Les fonds marins de l’Allemagne moderne ont dévoilé une découverte rares qui redéfinit les perceptions scientifiques sur la façon dont les reptiles marins se déplaçaient, apparaissaient et évoluaient. Comme le détaille une étude récente publiée dans Current Biology, un spécimen exceptionnellement conservé de Plesiopterys wildi, découvert à Holzmaden, offre un aperçu de l’anatomie des tissus mous des plésiosaures, rarement observée. Le fossil, catalogué sous le numéro MH 7, contient des échantillons de peau, de écaille et même de kératine, offrant ainsi aux paléontologues une perspective révolutionnaire sur la biomécanique et le développement évolutif de ces prédateurs à long cou.

Un fossile figé dans le temps : comment MH 7 a défié 183 millions d’années de décomposition

Découvert en 1940 mais seulement préparé en 2020, le spécimen MH 7 était resté une découverte insoupçonnée; le calcaire qui l’entourait obscurcissant ce qui se cachait en dessous. Une fois que les techniciens d’une collection allemande ont retiré la matrice, ils ont découvert de la peau préservée sur la queue et l’aileron, une découverte presque inouïe pour les reptiles jurassiques. Une analyse microscopique a révélé deux types de kératine : de la bêta-kératine le long de l’aileron écailleux et de l’alpha-kératine sur la peau plus lisse de la queue, indiquant des différences fonctionnelles à travers la surface du corps.
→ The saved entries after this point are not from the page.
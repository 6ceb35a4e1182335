use anyhow::{Context, Result};
use clap::Parser;
use secrecy::ExposeSecret;
use tracing_subscriber::EnvFilter;

use rolecheck::{OpenAiClient, RunAggregator};
use rolecheck_cli::{discover_documents, write_report, Args, ConsoleObserver};

#[tokio::main]
async fn main() -> Result<()> {
    dotenvy::dotenv().ok();
    init_tracing();

    let args = Args::parse();
    let api_key = args.api_key()?;
    let documents = discover_documents(&args.input)?;
    tracing::info!(documents = documents.len(), input = %args.input.display(), "documents loaded");

    let client = OpenAiClient::with_base_url(
        api_key.expose_secret().as_str(),
        &args.base_url,
        args.timeout(),
    )
    .context("building OpenAI client")?
    .with_model(args.model.clone());

    let aggregator = RunAggregator::new(client, args.classifier_config())
        .context("invalid classifier configuration")?;
    let observer = ConsoleObserver::stdout();
    let report = aggregator.run_with_observer(documents, &observer).await;

    write_report(&report, &args.output)?;
    println!("\nSaved: {}", args.output.display());
    Ok(())
}

fn init_tracing() {
    tracing_subscriber::fmt()
        .with_writer(std::io::stderr)
        .with_env_filter(EnvFilter::try_from_default_env().unwrap_or_else(|_| EnvFilter::new("info")))
        .init();
}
Les écailles des nageoires étaient minuscule et triangulaires, suggérant une structure renforcée pour une propulsion aquatique précise.
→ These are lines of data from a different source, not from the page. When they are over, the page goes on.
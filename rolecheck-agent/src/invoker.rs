use serde::Serialize;
use tracing::{info, warn};

use rolecheck_core::{
    ChatModel, LlmRequest, ResponseFormat, Retrying, TokenUsage,
};
use rolecheck_prompt::Prompt;

use crate::ClassifierConfig;

#[derive(Clone, Copy, Debug, PartialEq, Eq, Serialize)]
#[serde(rename_all = "SCREAMING_SNAKE_CASE")]
pub enum CallOutcome {
    Succeeded,
    Failed,
}

/// Result of one document's model call, retries included.
#[derive(Clone, Debug, PartialEq, Eq)]
pub struct ModelResponse {
    pub text: String,
    pub usage: TokenUsage,
    pub outcome: CallOutcome,
    pub attempts: usize,
    pub last_error: Option<String>,
}

impl ModelResponse {
    pub fn succeeded(text: impl Into<String>, usage: TokenUsage, attempts: usize) -> Self {
        Self {
            text: text.into(),
            usage,
            outcome: CallOutcome::Succeeded,
            attempts,
            last_error: None,
        }
    }

    /// A failed call carries no text and no token usage.
    pub fn failed(attempts: usize, error: impl Into<String>) -> Self {
        Self {
            text: String::new(),
            usage: TokenUsage::default(),
            outcome: CallOutcome::Failed,
            attempts,
            last_error: Some(error.into()),
        }
    }

    pub fn is_success(&self) -> bool {
        self.outcome == CallOutcome::Succeeded
    }
}

pub struct ModelInvoker<M> {
    model: Retrying<M>,
    model_name: String,
    temperature: f32,
}

impl<M: ChatModel> ModelInvoker<M> {
    pub fn new(model: M, config: &ClassifierConfig) -> Self {
        Self {
            model: Retrying::new(model, config.retry),
            model_name: config.model.clone(),
            temperature: config.temperature,
        }
    }

    /// Sends the prompt, retrying per policy. Never fails; the outcome is in the tag.
    pub async fn invoke(&self, prompt: Prompt) -> ModelResponse {
        let request = LlmRequest {
            model: self.model_name.clone(),
            messages: prompt.into_messages(),
            temperature: Some(self.temperature),
            response_format: Some(ResponseFormat::JsonObject),
        };

        let outcome = self.model.invoke_tracked(request).await;
        match outcome.result {
            Ok(response) => {
                let usage = response.usage.unwrap_or_default();
                info!(
                    attempts = outcome.attempts,
                    total_tokens = usage.total_tokens,
                    "model call completed"
                );
                ModelResponse::succeeded(response.content, usage, outcome.attempts)
            }
            Err(error) => {
                warn!(attempts = outcome.attempts, error = %error, "model call gave up");
                ModelResponse::failed(outcome.attempts, error.to_string())
            }
        }
    }
}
Le principal auteur, Miguel Marx de l’Université de Lund, a souligné son importance :

“Le spécimen d’Holzmaden nous donne un aperçu sans précédent de Plesiopterys wildi dans une phase de développement plus mature, ce qui nous permet de mieux comprendre cette espèce et sa place dans l’évolution des plésiosaures.”
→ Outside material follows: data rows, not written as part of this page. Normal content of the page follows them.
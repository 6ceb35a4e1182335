use rolecheck_core::{Document, Role};
use rolecheck_prompt::{status_field, RoleCheckPrompt};

#[test]
fn status_field_is_slugged_from_role() {
    assert_eq!(status_field("baker"), "baker_status");
    assert_eq!(status_field(" Pastry Chef "), "pastry_chef_status");
}

#[test]
fn builds_system_then_document_message() {
    let builder = RoleCheckPrompt::new("baker").expect("builder");
    let prompt = builder.build(&Document::new("a.txt", "Bakes bread at dawn."));

    assert_eq!(prompt.messages.len(), 2);
    assert_eq!(prompt.messages[0].role, Role::System);
    assert!(prompt.messages[0].content.contains("person is a BAKER"));
    assert!(prompt.messages[0]
        .content
        .contains(r#""baker_status": "SUPPORTED" | "NOT_FOUND" | "CONFLICT""#));
    assert!(!prompt.messages[0].content.contains("{{"));
    assert_eq!(prompt.messages[1].role, Role::User);
    assert_eq!(prompt.messages[1].content, "DOCUMENT:\nBakes bread at dawn.");
}

#[test]
fn build_is_deterministic() {
    let builder = RoleCheckPrompt::new("baker").expect("builder");
    let doc = Document::new("b.txt", "Runs the {{role}} ovens overnight.");

    let first = builder.build(&doc);
    let second = builder.build(&doc);
    assert_eq!(first, second);
    assert_eq!(first.messages[1].content, "DOCUMENT:\nRuns the {{role}} ovens overnight.");
}

#[test]
fn empty_document_text_is_allowed() {
    let builder = RoleCheckPrompt::new("baker").expect("builder");
    let prompt = builder.build(&Document::new("empty.txt", ""));
    assert_eq!(prompt.messages[1].content, "DOCUMENT:\n");
}

#[test]
fn rejects_blank_role() {
    assert!(RoleCheckPrompt::new("   ").is_err());
}

#[test]
fn exposes_role_and_status_field() {
    let builder = RoleCheckPrompt::new("chef").expect("builder");
    assert_eq!(builder.role(), "chef");
    assert_eq!(builder.status_field(), "chef_status");
}
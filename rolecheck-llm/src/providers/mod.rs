//! Provider-specific LLM clients

#[cfg(feature = "openai")]
pub mod openai;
Cette préservation détaillée a été rendue possible par l’entombement du fossile dans le schiste de Posidonia, un fond marin pauvre en oxygène qui ralentit la décomposition et fossilise parfois les tissus mous. Pour les plésiosaures, qui sont principalement connus par des restes squelettiques, ce fossile est une rare exception à la règle.

Spécimen de plésiosaur (MH 7) avec des comparaisons. Cliquer sur l’image pour l’agrandir. Crédit : PeerJ (2025)

Ce que la peau révèle : camouflage, hydrodynamisme et évolution

La peau de la queue présentait une surface lisse et en couches remplie de mélanosomes—granules de pigments qui suggèrent un probable coloris marbré. Cela contredit l’idée longtemps répandue selon laquelle les reptiles marins comme les plésiosaures étaient monochromes et pâles. Au contraire, ce reptile aurait pu posséder des traits de camouflage visuel ou de signalisation sociale, semblables à ceux d’animaux aquatiques modernes.

La structure des nageoires dépasse la simple locomotion passive. Alignées d’écailles et de kératine, elles semblent conçues pour le propulsion et le contrôle nuancé—comparable aux membres antérieurs des tortues marines modernes. La variation de type de peau à travers le corps s’aligne avec une spécialisation biomécanique, alliant agilité et endurance.

Comme l’ont observé Marx et ses collègues :

“Cela suggère également que des communautés distinctes de plésiosaures ont peut-être évolué dans différentes régions des mers européennes durant le Jurassique inférieur.”

Cela va au-delà des trivialités biologiques—cela implique une évolution parallèle parmi des groupes géographiquement isolés, adaptant leurs corps et leurs comportements à des environnements marins légèrement différents.

Le secret du plésiosaure : une queue qui dirige et accélère

Des preuves fossiles d’une nageoire caudale charnue—extrêmement rares chez les plésiosaures—ajoutent encore une dimension. Cette structure, large et flexible, agissait probablement comme un gouvernail ou un propulseur auxiliaire, aidant l’animal à effectuer des virages serrés ou à atteindre des pointes de vitesse. Combinée aux quatre nageoires caractéristiques et à un cou long et serpentiforme, Plesiopterys aurait pu être bien plus manœuvrable que sa réputation ne le laisse supposer.

Ces nouvelles perspectives éclairent une stratégie niche inédite : non pas surclasser les prédateurs ichthyosaures ou crocodiliens anciens, mais sur manœuvrer autour d’eux. Des virages agiles, un contrôle subtil et un vol silencieux auraient donné à Plesiopterys wildi un avantage dans les techniques de chasse et d’évasion.